■ EXTRACTED ENTRIES ■
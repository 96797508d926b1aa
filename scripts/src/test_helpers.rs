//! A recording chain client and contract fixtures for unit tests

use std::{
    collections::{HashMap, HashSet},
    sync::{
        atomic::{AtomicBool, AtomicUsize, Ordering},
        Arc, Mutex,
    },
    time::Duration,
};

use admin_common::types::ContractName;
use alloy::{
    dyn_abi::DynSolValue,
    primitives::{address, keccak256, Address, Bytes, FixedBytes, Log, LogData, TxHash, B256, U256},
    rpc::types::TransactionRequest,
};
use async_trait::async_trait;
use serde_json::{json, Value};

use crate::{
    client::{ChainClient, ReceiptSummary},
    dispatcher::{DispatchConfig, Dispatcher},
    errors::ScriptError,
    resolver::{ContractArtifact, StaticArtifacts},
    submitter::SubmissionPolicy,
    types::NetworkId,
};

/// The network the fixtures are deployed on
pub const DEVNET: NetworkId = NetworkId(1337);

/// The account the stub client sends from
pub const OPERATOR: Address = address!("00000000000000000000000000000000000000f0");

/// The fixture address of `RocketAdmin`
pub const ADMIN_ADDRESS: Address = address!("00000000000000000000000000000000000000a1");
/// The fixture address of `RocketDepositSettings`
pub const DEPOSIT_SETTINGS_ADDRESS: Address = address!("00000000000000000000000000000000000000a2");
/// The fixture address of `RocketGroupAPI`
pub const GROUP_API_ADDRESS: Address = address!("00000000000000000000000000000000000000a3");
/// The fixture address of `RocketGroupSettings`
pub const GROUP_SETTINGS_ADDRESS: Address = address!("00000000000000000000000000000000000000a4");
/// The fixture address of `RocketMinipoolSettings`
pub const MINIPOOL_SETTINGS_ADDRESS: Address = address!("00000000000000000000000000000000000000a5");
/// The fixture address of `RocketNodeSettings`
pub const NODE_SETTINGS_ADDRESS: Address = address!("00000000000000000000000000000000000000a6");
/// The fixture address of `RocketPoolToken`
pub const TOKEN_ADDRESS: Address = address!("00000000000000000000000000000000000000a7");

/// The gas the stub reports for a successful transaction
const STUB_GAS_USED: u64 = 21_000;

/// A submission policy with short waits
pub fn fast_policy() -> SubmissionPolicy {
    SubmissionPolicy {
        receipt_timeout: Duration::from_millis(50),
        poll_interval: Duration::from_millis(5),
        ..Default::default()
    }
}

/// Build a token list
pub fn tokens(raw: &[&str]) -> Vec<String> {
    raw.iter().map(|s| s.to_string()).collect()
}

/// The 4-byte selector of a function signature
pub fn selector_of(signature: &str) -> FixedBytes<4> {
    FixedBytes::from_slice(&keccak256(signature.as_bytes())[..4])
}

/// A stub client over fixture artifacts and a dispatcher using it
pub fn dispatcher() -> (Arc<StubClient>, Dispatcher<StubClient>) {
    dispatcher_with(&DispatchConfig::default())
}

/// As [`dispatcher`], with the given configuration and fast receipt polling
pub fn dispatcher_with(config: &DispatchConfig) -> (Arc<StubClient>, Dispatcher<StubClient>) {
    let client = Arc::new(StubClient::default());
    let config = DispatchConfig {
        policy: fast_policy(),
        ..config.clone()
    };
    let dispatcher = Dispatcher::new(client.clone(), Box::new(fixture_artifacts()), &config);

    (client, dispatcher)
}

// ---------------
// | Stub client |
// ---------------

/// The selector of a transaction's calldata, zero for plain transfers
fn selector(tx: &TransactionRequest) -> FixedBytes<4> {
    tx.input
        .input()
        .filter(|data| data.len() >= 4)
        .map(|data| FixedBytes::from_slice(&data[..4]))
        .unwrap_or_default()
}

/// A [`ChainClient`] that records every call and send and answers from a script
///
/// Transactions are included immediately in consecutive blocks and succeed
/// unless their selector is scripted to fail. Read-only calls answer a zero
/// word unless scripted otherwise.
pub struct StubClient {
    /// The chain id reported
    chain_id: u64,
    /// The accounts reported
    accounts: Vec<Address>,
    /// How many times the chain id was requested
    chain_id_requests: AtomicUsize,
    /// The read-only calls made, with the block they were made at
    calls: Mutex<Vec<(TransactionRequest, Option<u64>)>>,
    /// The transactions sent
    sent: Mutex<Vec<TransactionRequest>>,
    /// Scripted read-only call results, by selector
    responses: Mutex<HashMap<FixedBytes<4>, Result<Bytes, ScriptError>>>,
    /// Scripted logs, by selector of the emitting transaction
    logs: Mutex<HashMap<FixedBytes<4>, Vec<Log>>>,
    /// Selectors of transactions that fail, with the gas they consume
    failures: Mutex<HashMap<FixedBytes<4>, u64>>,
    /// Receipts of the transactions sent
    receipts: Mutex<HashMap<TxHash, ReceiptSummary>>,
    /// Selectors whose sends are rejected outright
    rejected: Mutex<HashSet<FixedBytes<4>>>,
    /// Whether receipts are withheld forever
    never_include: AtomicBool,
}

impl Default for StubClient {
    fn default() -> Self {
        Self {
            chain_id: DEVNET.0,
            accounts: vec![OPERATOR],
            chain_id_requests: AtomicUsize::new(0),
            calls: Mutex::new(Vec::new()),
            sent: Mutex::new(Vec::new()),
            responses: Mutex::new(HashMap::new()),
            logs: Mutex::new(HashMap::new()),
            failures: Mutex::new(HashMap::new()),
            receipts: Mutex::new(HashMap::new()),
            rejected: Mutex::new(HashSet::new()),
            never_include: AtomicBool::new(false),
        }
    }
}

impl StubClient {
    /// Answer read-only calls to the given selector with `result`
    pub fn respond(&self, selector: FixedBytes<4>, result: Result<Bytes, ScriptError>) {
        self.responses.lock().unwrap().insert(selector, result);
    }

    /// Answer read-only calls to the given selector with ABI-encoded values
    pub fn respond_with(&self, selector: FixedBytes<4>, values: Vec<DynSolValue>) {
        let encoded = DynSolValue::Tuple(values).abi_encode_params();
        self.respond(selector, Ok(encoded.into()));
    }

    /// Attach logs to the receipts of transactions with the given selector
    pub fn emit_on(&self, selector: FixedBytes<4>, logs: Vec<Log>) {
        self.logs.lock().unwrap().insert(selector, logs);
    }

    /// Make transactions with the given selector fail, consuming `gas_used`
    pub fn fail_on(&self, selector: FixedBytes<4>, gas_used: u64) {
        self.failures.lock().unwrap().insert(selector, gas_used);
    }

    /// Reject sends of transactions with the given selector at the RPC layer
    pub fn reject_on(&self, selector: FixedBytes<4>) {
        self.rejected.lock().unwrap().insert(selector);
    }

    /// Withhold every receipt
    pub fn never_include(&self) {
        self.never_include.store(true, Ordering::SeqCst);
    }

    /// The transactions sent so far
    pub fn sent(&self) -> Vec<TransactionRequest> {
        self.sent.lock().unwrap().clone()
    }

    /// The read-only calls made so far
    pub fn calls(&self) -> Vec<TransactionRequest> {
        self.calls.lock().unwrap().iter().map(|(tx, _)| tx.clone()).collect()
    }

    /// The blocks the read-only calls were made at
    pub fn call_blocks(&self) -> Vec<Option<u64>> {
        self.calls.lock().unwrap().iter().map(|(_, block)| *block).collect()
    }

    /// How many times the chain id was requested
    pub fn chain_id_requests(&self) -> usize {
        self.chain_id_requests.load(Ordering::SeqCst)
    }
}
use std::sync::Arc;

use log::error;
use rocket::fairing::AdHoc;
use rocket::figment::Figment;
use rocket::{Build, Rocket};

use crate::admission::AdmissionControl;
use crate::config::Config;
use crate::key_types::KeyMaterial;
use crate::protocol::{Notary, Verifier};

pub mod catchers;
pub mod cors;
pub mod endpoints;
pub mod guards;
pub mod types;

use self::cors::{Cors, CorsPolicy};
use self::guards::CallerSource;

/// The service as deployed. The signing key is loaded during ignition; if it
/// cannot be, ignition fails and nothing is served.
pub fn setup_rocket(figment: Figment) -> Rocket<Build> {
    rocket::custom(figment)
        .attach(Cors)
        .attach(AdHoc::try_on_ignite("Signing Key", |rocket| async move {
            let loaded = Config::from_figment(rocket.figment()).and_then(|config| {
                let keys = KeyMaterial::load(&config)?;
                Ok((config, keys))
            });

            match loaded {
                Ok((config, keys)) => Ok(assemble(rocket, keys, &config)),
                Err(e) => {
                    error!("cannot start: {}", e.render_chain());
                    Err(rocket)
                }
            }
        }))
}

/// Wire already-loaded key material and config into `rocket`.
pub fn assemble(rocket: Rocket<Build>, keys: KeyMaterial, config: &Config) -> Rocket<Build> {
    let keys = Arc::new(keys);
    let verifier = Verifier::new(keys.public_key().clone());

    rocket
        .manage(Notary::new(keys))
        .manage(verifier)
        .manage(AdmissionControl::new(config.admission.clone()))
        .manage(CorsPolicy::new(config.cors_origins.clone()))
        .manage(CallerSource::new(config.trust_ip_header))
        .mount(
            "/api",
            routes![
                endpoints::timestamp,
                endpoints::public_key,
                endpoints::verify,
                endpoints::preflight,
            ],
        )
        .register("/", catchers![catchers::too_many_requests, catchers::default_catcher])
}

■ EXERCISE BRIEF ■
Each line in the entries above that includes the string "Ordering" should be extracted.

■ EXERCISE RESPONSE ■
        atomic::{AtomicBool, AtomicUsize, Ordering},
        self.never_include.store(true, Ordering::SeqCst);
        self.chain_id_requests.load(Ordering::SeqCst)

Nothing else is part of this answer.